> [Task to complete]: Do any lines in the data below contain "StorageErrorKind"? If so, copy every one of them.

(Stored data)
- - - -
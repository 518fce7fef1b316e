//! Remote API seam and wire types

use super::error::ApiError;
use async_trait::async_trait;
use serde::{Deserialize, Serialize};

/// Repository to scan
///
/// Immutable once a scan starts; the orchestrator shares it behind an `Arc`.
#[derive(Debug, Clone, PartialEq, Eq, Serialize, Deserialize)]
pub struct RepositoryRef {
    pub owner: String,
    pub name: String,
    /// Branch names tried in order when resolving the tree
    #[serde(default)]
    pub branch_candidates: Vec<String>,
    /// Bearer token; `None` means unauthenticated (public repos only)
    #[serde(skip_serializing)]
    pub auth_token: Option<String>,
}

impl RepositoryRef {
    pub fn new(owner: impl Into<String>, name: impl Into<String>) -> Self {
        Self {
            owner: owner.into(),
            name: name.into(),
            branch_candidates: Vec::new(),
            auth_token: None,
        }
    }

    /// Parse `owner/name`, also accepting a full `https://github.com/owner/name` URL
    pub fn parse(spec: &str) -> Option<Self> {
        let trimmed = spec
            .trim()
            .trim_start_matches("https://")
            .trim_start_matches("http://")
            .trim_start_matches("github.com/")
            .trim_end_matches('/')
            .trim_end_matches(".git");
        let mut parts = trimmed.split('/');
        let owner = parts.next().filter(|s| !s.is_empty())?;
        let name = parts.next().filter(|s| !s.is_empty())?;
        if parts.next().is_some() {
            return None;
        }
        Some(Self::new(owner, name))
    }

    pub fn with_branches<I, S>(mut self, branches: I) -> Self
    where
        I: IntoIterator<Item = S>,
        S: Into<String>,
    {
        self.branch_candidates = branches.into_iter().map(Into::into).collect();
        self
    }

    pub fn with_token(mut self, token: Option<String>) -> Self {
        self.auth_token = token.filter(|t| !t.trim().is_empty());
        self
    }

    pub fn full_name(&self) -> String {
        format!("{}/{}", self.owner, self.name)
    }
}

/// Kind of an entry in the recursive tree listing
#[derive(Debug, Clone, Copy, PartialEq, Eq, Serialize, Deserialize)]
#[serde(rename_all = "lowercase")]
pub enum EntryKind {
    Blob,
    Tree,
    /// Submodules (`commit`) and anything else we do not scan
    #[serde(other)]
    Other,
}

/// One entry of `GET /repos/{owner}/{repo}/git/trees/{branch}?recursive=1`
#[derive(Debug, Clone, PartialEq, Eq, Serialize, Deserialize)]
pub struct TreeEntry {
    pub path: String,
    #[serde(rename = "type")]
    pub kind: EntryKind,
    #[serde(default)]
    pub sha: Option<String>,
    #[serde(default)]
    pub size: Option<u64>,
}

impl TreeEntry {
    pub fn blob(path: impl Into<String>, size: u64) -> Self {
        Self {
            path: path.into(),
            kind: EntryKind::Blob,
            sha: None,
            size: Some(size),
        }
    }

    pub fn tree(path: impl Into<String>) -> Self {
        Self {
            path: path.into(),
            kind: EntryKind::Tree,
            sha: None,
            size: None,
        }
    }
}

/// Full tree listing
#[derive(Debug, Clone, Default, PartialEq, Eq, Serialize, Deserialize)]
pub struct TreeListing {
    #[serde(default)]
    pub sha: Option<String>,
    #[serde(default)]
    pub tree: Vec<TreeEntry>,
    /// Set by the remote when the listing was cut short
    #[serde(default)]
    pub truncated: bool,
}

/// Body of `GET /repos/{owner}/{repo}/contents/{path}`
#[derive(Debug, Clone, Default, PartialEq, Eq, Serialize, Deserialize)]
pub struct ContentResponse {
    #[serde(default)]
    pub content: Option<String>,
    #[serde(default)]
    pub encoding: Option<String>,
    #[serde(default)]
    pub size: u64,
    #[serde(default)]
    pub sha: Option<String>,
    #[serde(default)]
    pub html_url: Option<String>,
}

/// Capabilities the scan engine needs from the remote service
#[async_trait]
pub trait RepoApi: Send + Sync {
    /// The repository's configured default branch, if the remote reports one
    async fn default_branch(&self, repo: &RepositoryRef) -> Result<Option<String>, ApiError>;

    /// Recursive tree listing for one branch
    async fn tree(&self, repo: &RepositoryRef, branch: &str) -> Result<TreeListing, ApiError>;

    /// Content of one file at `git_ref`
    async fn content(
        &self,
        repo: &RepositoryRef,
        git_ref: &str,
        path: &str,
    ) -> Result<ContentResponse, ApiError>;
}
- - - -
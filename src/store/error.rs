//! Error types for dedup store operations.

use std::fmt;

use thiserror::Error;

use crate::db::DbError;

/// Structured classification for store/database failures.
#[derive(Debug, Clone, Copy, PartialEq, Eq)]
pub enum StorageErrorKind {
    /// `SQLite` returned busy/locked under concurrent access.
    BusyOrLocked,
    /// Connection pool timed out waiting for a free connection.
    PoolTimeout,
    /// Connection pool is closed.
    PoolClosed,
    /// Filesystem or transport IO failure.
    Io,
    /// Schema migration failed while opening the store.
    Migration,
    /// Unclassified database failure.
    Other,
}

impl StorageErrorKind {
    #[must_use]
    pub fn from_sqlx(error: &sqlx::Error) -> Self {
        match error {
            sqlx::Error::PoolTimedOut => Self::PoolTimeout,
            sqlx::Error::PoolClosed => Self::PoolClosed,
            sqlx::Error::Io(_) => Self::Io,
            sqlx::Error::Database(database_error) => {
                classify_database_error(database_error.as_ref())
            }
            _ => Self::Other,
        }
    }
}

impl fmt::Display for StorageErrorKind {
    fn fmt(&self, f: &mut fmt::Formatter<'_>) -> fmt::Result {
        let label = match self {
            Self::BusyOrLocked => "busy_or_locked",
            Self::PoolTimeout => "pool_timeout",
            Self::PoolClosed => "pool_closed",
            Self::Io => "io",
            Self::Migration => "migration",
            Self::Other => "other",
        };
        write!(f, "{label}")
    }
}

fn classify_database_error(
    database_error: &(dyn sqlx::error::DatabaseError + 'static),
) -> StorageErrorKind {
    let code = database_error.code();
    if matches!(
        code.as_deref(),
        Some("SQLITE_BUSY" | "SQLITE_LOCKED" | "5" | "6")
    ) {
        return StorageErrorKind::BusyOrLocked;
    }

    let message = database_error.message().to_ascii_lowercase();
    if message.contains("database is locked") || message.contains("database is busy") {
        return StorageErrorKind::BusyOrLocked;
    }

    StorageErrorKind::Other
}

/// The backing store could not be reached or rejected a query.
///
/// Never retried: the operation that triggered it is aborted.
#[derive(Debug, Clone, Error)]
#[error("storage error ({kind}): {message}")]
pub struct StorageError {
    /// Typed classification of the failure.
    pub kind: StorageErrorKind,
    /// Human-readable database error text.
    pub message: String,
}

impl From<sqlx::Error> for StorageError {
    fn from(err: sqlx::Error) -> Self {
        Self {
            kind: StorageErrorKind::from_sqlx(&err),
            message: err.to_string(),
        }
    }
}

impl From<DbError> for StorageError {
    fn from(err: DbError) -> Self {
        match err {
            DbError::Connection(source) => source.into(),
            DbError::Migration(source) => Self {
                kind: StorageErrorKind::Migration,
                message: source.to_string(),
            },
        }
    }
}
- - - -
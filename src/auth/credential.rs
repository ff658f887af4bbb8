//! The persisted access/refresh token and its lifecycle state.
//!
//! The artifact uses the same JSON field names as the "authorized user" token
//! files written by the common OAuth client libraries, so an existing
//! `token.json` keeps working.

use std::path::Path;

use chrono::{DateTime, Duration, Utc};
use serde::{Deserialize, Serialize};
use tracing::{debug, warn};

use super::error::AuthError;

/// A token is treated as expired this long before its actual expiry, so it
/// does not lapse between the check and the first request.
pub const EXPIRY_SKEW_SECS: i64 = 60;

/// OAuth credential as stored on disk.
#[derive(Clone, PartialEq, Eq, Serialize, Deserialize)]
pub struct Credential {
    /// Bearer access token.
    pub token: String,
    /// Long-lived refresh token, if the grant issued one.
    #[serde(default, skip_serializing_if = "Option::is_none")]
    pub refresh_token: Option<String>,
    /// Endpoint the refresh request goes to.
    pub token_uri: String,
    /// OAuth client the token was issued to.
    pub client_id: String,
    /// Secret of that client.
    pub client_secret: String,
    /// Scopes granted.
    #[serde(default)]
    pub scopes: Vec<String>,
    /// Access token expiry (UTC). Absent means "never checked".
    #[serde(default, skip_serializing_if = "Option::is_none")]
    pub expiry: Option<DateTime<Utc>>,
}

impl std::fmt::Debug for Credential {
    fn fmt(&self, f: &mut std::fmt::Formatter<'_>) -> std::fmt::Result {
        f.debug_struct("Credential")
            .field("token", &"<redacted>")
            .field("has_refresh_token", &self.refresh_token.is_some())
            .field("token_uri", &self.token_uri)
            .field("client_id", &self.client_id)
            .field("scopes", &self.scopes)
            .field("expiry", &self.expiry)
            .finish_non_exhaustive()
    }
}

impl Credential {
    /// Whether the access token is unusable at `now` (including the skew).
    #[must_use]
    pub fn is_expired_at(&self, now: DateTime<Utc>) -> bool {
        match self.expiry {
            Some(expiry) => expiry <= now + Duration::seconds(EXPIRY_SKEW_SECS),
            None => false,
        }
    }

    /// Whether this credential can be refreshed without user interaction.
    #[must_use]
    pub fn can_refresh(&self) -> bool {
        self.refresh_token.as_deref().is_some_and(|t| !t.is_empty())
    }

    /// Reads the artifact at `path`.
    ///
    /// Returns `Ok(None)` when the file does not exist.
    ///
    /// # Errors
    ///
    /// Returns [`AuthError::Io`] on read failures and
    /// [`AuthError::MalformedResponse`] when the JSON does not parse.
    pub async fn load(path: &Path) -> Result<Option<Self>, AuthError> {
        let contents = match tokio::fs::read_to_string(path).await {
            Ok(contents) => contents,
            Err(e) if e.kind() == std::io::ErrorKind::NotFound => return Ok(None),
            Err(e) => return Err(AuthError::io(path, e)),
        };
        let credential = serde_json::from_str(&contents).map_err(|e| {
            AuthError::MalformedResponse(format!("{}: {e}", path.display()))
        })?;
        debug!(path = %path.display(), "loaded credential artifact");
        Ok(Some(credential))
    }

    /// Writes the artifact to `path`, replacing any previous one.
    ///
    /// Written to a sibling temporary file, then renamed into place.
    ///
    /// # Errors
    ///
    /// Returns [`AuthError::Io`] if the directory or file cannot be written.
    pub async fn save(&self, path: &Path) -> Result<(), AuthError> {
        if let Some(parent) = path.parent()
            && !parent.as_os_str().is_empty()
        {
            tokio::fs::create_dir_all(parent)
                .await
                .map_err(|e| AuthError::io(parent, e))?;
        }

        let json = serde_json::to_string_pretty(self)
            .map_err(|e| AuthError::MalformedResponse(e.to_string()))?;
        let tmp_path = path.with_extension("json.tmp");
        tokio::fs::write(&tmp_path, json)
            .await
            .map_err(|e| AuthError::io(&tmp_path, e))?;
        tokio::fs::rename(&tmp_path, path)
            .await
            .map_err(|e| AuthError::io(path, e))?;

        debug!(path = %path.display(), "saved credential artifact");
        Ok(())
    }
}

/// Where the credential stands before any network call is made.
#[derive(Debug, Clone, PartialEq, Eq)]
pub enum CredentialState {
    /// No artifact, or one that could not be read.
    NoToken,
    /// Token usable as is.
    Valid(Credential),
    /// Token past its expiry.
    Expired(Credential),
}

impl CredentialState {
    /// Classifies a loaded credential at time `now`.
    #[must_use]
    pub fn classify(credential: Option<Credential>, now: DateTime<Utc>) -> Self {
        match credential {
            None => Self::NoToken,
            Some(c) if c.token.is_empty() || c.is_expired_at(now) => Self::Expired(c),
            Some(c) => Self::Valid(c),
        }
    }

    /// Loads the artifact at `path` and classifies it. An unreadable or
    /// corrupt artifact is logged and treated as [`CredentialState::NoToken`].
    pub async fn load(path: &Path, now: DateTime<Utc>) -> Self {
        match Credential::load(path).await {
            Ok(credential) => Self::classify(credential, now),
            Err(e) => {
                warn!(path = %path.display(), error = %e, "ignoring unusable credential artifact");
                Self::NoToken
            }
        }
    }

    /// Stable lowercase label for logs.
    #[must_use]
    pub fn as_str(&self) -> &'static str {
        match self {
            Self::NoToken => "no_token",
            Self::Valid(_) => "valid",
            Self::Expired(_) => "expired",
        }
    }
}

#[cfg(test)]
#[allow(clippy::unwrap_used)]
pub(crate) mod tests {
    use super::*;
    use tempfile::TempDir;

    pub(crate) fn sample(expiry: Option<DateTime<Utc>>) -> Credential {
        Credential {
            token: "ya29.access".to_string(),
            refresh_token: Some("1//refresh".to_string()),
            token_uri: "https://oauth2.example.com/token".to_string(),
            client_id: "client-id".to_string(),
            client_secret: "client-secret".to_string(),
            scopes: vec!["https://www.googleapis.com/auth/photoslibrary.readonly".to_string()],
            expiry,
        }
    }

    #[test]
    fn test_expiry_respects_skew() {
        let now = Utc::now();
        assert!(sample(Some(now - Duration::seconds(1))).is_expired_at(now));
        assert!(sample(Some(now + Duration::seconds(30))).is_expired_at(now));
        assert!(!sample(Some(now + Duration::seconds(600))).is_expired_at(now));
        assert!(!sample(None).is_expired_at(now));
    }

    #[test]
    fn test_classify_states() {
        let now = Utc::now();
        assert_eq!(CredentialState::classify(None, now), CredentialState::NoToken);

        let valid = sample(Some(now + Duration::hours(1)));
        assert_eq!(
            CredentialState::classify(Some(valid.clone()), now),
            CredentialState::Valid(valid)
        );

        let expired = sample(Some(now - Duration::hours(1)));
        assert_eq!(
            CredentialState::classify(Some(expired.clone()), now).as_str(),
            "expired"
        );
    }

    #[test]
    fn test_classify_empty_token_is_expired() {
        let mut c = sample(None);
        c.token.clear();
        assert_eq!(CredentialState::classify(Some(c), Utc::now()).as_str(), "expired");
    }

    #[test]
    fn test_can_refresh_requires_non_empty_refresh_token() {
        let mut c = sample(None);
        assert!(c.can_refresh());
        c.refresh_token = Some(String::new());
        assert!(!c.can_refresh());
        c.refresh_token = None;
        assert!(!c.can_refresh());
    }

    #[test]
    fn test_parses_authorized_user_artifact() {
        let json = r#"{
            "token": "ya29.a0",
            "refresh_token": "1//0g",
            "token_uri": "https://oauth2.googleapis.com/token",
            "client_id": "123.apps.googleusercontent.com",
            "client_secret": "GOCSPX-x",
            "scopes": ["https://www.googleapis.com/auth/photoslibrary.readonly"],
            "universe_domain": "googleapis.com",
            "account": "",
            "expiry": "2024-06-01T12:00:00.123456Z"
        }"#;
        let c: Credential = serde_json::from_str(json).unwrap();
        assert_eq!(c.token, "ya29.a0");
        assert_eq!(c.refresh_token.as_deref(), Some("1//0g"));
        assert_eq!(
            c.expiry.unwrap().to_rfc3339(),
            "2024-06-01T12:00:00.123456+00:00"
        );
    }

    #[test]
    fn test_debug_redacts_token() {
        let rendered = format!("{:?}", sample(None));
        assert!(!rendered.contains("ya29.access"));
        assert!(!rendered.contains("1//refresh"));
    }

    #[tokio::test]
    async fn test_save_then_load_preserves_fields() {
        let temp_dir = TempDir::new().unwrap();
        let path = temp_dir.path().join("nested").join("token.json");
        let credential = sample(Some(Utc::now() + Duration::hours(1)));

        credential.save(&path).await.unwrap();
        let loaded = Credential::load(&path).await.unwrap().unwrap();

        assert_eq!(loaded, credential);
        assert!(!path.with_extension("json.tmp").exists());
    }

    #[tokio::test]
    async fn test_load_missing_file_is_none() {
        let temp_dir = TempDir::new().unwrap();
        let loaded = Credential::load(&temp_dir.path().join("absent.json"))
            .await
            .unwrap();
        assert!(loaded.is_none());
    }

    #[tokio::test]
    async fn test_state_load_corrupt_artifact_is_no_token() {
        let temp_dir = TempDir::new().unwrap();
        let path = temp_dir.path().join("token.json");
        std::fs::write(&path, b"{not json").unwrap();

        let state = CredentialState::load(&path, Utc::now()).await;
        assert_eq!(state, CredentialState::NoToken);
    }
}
- - - -
> [Expected answer]:
pub enum StorageErrorKind {
impl StorageErrorKind {
impl fmt::Display for StorageErrorKind {
) -> StorageErrorKind {
        return StorageErrorKind::BusyOrLocked;
        return StorageErrorKind::BusyOrLocked;
    StorageErrorKind::Other
    pub kind: StorageErrorKind,
            kind: StorageErrorKind::from_sqlx(&err),
                kind: StorageErrorKind::Migration,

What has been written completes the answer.